- _TASK PROMPT_
Every line below that holds "Committed" must be copied.
EXTRACTED ENTRIES Block Start
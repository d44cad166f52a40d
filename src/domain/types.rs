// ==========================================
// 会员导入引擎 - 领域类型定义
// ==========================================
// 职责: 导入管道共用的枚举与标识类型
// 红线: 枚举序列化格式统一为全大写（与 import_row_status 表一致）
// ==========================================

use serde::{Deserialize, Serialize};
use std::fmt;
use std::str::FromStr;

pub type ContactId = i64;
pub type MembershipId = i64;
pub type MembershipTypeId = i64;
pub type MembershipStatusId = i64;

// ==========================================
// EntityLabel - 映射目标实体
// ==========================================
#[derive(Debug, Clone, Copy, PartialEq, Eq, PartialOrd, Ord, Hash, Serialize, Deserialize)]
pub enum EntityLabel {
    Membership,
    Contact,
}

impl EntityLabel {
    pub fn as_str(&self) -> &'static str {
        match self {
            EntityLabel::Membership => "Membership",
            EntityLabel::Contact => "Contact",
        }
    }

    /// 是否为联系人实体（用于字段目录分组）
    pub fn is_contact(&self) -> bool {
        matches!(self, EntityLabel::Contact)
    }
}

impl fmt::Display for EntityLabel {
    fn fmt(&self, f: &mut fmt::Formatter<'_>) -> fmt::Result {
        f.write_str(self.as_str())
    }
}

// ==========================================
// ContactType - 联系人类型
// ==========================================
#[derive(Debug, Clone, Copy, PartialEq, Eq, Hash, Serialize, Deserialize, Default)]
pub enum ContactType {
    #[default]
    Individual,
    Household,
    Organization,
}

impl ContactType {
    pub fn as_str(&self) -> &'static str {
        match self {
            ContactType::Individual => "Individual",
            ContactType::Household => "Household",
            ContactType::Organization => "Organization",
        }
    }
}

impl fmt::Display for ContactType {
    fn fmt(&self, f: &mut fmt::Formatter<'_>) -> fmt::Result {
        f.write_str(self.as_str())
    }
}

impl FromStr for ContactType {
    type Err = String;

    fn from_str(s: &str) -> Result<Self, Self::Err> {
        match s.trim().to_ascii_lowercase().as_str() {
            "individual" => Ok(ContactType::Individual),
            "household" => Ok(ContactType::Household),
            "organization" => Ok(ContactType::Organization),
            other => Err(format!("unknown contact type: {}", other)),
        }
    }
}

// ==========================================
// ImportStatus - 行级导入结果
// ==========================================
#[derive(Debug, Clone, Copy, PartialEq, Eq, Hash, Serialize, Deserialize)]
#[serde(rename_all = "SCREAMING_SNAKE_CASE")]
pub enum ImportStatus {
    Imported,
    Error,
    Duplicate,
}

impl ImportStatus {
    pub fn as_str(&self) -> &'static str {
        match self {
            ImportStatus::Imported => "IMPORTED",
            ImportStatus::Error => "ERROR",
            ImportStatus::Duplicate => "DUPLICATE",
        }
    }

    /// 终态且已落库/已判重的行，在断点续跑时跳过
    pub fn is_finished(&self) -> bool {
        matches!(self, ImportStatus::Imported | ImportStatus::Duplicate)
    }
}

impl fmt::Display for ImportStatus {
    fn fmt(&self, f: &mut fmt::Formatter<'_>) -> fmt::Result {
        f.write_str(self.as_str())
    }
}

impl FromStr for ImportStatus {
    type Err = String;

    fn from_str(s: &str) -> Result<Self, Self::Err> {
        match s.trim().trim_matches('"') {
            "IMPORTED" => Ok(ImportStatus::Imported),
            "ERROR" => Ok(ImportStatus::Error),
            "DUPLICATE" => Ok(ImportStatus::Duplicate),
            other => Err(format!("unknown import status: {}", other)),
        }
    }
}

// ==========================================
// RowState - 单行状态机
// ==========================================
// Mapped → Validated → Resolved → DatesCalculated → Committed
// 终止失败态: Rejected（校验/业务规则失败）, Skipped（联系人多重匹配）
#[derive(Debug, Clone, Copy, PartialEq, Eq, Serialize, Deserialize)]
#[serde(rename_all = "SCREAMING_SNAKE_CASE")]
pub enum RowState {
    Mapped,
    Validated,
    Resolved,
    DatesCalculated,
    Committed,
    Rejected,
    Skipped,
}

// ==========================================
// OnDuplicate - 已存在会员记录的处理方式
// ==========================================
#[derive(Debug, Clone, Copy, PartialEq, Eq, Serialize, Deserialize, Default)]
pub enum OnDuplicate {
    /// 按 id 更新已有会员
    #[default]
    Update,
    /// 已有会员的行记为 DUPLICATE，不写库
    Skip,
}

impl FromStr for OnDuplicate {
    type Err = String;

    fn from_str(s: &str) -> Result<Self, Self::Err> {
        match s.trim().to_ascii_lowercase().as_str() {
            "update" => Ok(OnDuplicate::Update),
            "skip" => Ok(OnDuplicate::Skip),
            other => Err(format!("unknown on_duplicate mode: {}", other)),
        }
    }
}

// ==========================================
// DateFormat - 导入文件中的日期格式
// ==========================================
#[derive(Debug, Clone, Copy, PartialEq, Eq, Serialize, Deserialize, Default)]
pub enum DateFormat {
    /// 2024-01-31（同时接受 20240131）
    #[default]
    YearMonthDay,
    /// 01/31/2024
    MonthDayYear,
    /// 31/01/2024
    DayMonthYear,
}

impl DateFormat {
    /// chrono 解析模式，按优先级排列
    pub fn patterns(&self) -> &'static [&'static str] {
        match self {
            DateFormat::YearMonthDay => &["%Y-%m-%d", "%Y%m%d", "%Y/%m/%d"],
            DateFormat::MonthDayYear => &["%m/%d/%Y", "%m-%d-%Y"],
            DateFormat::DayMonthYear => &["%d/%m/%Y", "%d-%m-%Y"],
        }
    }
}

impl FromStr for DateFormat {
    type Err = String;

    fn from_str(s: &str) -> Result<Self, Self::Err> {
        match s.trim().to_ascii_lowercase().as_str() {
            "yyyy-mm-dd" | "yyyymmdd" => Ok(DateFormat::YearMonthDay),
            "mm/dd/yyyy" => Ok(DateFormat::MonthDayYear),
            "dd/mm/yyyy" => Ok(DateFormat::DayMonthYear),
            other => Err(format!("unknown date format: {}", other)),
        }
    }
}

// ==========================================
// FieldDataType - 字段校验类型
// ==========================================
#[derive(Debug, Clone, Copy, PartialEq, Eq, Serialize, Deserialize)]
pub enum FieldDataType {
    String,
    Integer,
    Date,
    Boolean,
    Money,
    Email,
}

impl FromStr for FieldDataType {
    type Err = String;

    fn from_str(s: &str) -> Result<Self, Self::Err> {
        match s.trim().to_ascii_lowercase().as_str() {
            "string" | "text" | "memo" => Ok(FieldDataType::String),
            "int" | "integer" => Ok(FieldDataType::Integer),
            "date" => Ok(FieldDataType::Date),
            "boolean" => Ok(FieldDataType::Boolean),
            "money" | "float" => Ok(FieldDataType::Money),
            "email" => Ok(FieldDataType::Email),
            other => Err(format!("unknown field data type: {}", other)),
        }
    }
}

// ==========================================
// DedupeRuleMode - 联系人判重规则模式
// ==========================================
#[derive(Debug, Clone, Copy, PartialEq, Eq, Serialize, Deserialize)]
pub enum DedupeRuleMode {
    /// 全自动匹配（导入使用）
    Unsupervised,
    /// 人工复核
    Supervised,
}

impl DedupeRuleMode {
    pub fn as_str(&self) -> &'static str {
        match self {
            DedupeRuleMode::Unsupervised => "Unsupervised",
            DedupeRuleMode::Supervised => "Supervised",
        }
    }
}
EXTRACTED ENTRIES Block End
- _COMPLETED EXERCISE_
// Mapped → Validated → Resolved → DatesCalculated → Committed
    Committed,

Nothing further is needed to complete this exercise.